We leave below the complete message from Leo XIV:
Dear brothers and sisters, good morning and welcome!
When Christmas is at the door, we can say: the Lord is near! Without Jesus, this statement—the Lord is near—might sound almost like a threat. In Jesus, on the other hand, we discover that, as the prophets had intuited, God is a womb of mercy. The Child Jesus reveals to us that God has bowels of mercy, through which He always generates. In Him there is no threat, but forgiveness.
Dear brothers, today’s is the last of the Saturday Jubilee audiences, begun last January by Pope Francis. The Jubilee comes to an end, but the hope that this Year has given us does not end: we will continue to be pilgrims of hope! We have heard St. Paul: «For in hope we were saved» (Rm 8:24). Without hope, we are dead; with hope, we come to light. Hope is generative. In fact, it is a theological virtue, that is, a force from God, and as such it generates, it does not kill, but makes born and reborn. This is the true strength. That which threatens and kills is not strength: it is arrogance, it is aggressive fear, it is the evil that generates nothing. The strength of God makes born. That is why I would like to say to you finally: to hope is to generate.
St. Paul writes to the Christians of Rome something that makes us think: «We know that all creation is groaning in labor pains until now» (Rm 8:22). It is a very strong image. It helps us to listen and to bring to prayer the cry of the earth and the cry of the poor. «All together» creation is a cry. But many powerful people do not hear this cry: the wealth of the earth is in the hands of a few, very few, increasingly concentrated—unjustly—in the hands of those who often do not want to hear the groan of the earth and of the poor. God has destined the goods of creation for all, so that all may share in them. Our task is to generate, not to steal. And yet, in faith the pain of the earth and of the poor is that of a birth. God always generates, God continues to create, and we can generate with Him, in hope. History is in the hands of God and of those who hope in Him. There is not only one who steals, there is above all one who generates.
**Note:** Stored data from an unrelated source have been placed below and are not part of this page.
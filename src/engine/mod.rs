//! Host-facing granular processor.
//!
//! [`GranularEngine`] owns the single [`RingRecorder`] and the [`VoicePool`]
//! that reads from it. Each block it records the input first and renders the
//! voices second, on the same thread, so readers never observe a partially
//! written block and no locking is needed.

#[cfg(feature = "serde")]
use serde::{Deserialize, Serialize};

use log::{debug, info};

use crate::{
    dsp::{EnvelopeParams, RingRecorder},
    error::{ConfigError, Result},
    io::{AudioInput, AudioOutput},
    synth::{NoteEvent, RatePolicy, StealPolicy, VoicePool},
};

/// Everything needed to build or renegotiate an engine.
#[cfg_attr(feature = "serde", derive(Serialize, Deserialize))]
#[derive(Debug, Clone, PartialEq)]
pub struct EngineConfig {
    pub channels: usize,
    pub sample_rate: f32,
    pub max_block_size: usize,
    /// Recorder length in frames per channel.
    pub buffer_frames: usize,
    pub voices: usize,
    pub envelope: EnvelopeParams,
    pub rate: RatePolicy,
    /// Constant gain applied by every voice before its envelope.
    pub voice_gain: f32,
    /// How much of the input is copied to the output before voices mix in.
    pub dry_level: f32,
    /// How far behind the write cursor voices start reading after a rebind.
    /// `None` means half the recorder.
    pub lookback_frames: Option<usize>,
    pub steal: StealPolicy,
}

impl EngineConfig {
    pub fn validate(&self) -> Result<()> {
        if self.channels == 0 {
            return Err(ConfigError::InvalidChannelCount(self.channels));
        }
        if !self.sample_rate.is_finite() || self.sample_rate <= 0.0 {
            return Err(ConfigError::InvalidSampleRate(self.sample_rate));
        }
        if self.max_block_size == 0 {
            return Err(ConfigError::InvalidBlockSize(self.max_block_size));
        }
        if self.voices == 0 {
            return Err(ConfigError::InvalidVoiceCount(self.voices));
        }
        self.envelope.validate()?;
        self.rate.validate()
    }

    fn lookback(&self, capacity: usize) -> usize {
        self.lookback_frames.unwrap_or(capacity / 2)
    }
}

impl Default for EngineConfig {
    fn default() -> Self {
        Self {
            channels: 2,
            sample_rate: 44_100.0,
            max_block_size: 512,
            buffer_frames: 44_100,
            voices: 16,
            envelope: EnvelopeParams::default(),
            rate: RatePolicy::default(),
            voice_gain: 0.1,
            dry_level: 0.0,
            lookback_frames: None,
            steal: StealPolicy::Enabled,
        }
    }
}

pub struct GranularEngine {
    config: EngineConfig,
    recorder: RingRecorder,
    pool: VoicePool,
}

impl GranularEngine {
    pub fn new(config: EngineConfig) -> Result<Self> {
        config.validate()?;

        let mut engine = Self {
            recorder: RingRecorder::new(config.buffer_frames),
            pool: VoicePool::new(config.sample_rate, config.voices)?,
            config: config.clone(),
        };
        engine.configure(config)?;
        Ok(engine)
    }

    /// Renegotiate the audio format and policies.
    ///
    /// Clears the recorder, silences every voice and re-points their cursors.
    /// Must not run while a block is being processed.
    pub fn configure(&mut self, config: EngineConfig) -> Result<()> {
        config.validate()?;

        if config.voices != self.pool.len() {
            self.pool = VoicePool::new(config.sample_rate, config.voices)?;
        }

        self.recorder
            .configure(config.channels, config.sample_rate, config.buffer_frames)?;
        self.pool
            .prepare(config.sample_rate, config.max_block_size, config.channels)?;
        self.pool.set_envelope(config.envelope)?;
        self.pool.set_rate_policy(config.rate)?;
        self.pool.set_steal_policy(config.steal);
        self.pool.set_voice_gain(config.voice_gain);

        let lookback = config.lookback(self.recorder.capacity());
        self.pool.bind(&self.recorder, lookback);

        info!(
            "granular engine configured: {} ch @ {} Hz, block {}, {} voices, recorder {} frames ({:.2}s)",
            config.channels,
            config.sample_rate,
            config.max_block_size,
            config.voices,
            self.recorder.capacity(),
            self.recorder.duration_secs()
        );
        debug!("voices bound {lookback} frames behind the write cursor");

        self.config = config;
        Ok(())
    }

    /// Clear recorded history and silence all voices, keeping the format.
    pub fn reset(&mut self) {
        self.recorder.reset();
        self.pool.reset();
        let lookback = self.config.lookback(self.recorder.capacity());
        self.pool.bind(&self.recorder, lookback);
    }

    /// Change the envelope shape of every voice.
    pub fn set_envelope(&mut self, params: EnvelopeParams) -> Result<()> {
        if params == self.pool.envelope() {
            return Ok(());
        }
        self.pool.set_envelope(params)?;
        self.config.envelope = params;
        debug!(
            "envelope set to A {}s D {}s S {} R {}s",
            params.attack, params.decay, params.sustain, params.release
        );
        Ok(())
    }

    /// Record one block of planar input and mix the voices into `output`.
    ///
    /// The block length is the shortest output channel, or the shortest input
    /// channel when there is no output. Output channels are
    /// overwritten with `dry_level * input` (silence where there is no input)
    /// before voices add into them. Channels beyond the recorder's receive no
    /// grains.
    pub fn process_block<I, O>(&mut self, input: &[I], output: &mut [O], events: &[NoteEvent])
    where
        I: AsRef<[f32]>,
        O: AsMut<[f32]>,
    {
        let num_samples = output
            .iter_mut()
            .map(|ch| ch.as_mut().len())
            .min()
            .or_else(|| input.iter().map(|ch| ch.as_ref().len()).min())
            .unwrap_or(0);

        for (ch, samples) in input.iter().take(self.recorder.channels()).enumerate() {
            let samples = samples.as_ref();
            self.recorder.ingest(ch, &samples[..samples.len().min(num_samples)]);
        }

        let dry = self.config.dry_level;
        for (ch, out) in output.iter_mut().enumerate() {
            let out = &mut out.as_mut()[..num_samples];
            match input.get(ch) {
                Some(src) if dry != 0.0 => {
                    let src = src.as_ref();
                    for (i, o) in out.iter_mut().enumerate() {
                        *o = src.get(i).map_or(0.0, |s| s * dry);
                    }
                }
                _ => out.fill(0.0),
            }
        }

        self.pool
            .render_block(&self.recorder, output, events, num_samples);
        self.config.envelope = self.pool.envelope();
    }

    /// [`process_block`](Self::process_block) over the crate's buffer types.
    pub fn process(&mut self, input: &AudioInput, output: &mut AudioOutput, events: &[NoteEvent]) {
        self.process_block(&input.buffers, &mut output.buffers, events);
    }

    pub fn config(&self) -> &EngineConfig {
        &self.config
    }

    pub fn recorder(&self) -> &RingRecorder {
        &self.recorder
    }

    pub fn voices(&self) -> &VoicePool {
        &self.pool
    }

    pub fn voices_mut(&mut self) -> &mut VoicePool {
        &mut self.pool
    }
}
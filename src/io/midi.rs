#[derive(Debug, Clone, Copy, PartialEq, Eq)]
pub enum MidiEvent {
    NoteOn { channel: u8, key: u8, velocity: u8 },
    NoteOff { channel: u8, key: u8, velocity: u8 },
    ControlChange { channel: u8, controller: u8, value: u8 },
}

impl MidiEvent {
    /// Decode a raw channel-voice message. Anything other than note on/off
    /// and control change yields `None`.
    pub fn from_bytes(bytes: &[u8]) -> Option<Self> {
        let (&status, data) = bytes.split_first()?;
        let channel = status & 0x0F;
        let d0 = *data.first()? & 0x7F;
        let d1 = *data.get(1)? & 0x7F;

        match status & 0xF0 {
            0x80 => Some(MidiEvent::NoteOff {
                channel,
                key: d0,
                velocity: d1,
            }),
            0x90 => Some(MidiEvent::NoteOn {
                channel,
                key: d0,
                velocity: d1,
            }),
            0xB0 => Some(MidiEvent::ControlChange {
                channel,
                controller: d0,
                value: d1,
            }),
            _ => None,
        }
    }
}
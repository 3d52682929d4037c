//! Per-voice envelope meters

use ratatui::{
    layout::Rect,
    style::{Color, Style},
    text::Line,
    widgets::{Bar, BarChart, BarGroup, Block, Borders},
    Frame,
};

use super::state::UiUpdate;

const NOTE_NAMES: [&str; 12] = [
    "C", "C#", "D", "D#", "E", "F", "F#", "G", "G#", "A", "A#", "B",
];

pub fn note_name(note: u8) -> String {
    let octave = note as i32 / 12 - 1;
    format!("{}{}", NOTE_NAMES[note as usize % 12], octave)
}

pub fn render_voices(frame: &mut Frame, area: Rect, update: &UiUpdate, voices: usize) {
    let block = Block::default()
        .title(format!(" Voices {}/{} ", update.active_voices, voices))
        .borders(Borders::ALL);

    let bars: Vec<Bar> = update
        .voices
        .iter()
        .take(voices)
        .map(|meter| {
            let label = if meter.active {
                note_name(meter.note)
            } else {
                "-".to_string()
            };
            let color = if meter.active { Color::LightGreen } else { Color::DarkGray };
            Bar::default()
                .value((meter.level * 100.0).round() as u64)
                .label(Line::from(label))
                .style(Style::default().fg(color))
                .text_value(String::new())
        })
        .collect();

    let chart = BarChart::default()
        .block(block)
        .bar_width(3)
        .bar_gap(1)
        .max(100)
        .data(BarGroup::default().bars(&bars));

    frame.render_widget(chart, area);
}
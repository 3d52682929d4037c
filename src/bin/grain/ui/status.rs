//! Status bar: audio format, rate policy, envelope, keyboard octave

use ratatui::{
    layout::Rect,
    style::{Color, Style},
    text::{Line, Span},
    widgets::{Block, Borders, Paragraph},
    Frame,
};

use saavy_grain::{dsp::EnvelopeParams, synth::RatePolicy};

use super::state::UiInit;

pub fn render_status(
    frame: &mut Frame,
    area: Rect,
    init: &UiInit,
    envelope: &EnvelopeParams,
    octave: i8,
) {
    let block = Block::default().title(" grain ").borders(Borders::ALL);

    let rate = match init.rate {
        RatePolicy::Fixed(rate) => format!("rate {rate:.2}x"),
        RatePolicy::KeyTracked { root_note, rate_at_root } => {
            format!("rate {rate_at_root:.2}x @ {root_note}")
        }
    };

    let line = Line::from(vec![
        Span::styled(
            format!(" {:.1}kHz {}ch  ", init.sample_rate / 1000.0, init.channels),
            Style::default().fg(Color::Cyan),
        ),
        Span::styled(
            format!(
                "buffer {:.2}s  ",
                init.buffer_frames as f32 / init.sample_rate
            ),
            Style::default().fg(Color::Cyan),
        ),
        Span::styled(format!("{rate}  "), Style::default().fg(Color::Yellow)),
        Span::styled(
            format!(
                "A {:.0}ms R {:.0}ms  ",
                envelope.attack * 1000.0,
                envelope.release * 1000.0
            ),
            Style::default().fg(Color::Magenta),
        ),
        Span::styled(format!("octave {octave}"), Style::default().fg(Color::White)),
    ]);

    frame.render_widget(Paragraph::new(line).block(block), area);
}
Sisters and brothers, if Christian prayer is so deeply Marian, it is because in Mary of Nazareth we see one of us who generates. God made her fruitful and she came to meet us with her features, as every child resembles his mother. She is Mother of God and our mother. «Our hope», we say in the Salve Regina. She resembles the Son and the Son resembles her. And we resemble this Mother who gave face, body, and voice to the Word of God. We resemble her, because we can generate the Word of God here below, transform the cry that we hear into a birth. Jesus wants to be born again: we can give Him body and voice. This is the birth that creation awaits.
To hope is to generate. To hope is to see that this world becomes the world of God: the world in which God, human beings, and all creatures walk together again, in the city-garden, the new Jerusalem. Mary, our hope, always accompanies our pilgrimage of faith and hope.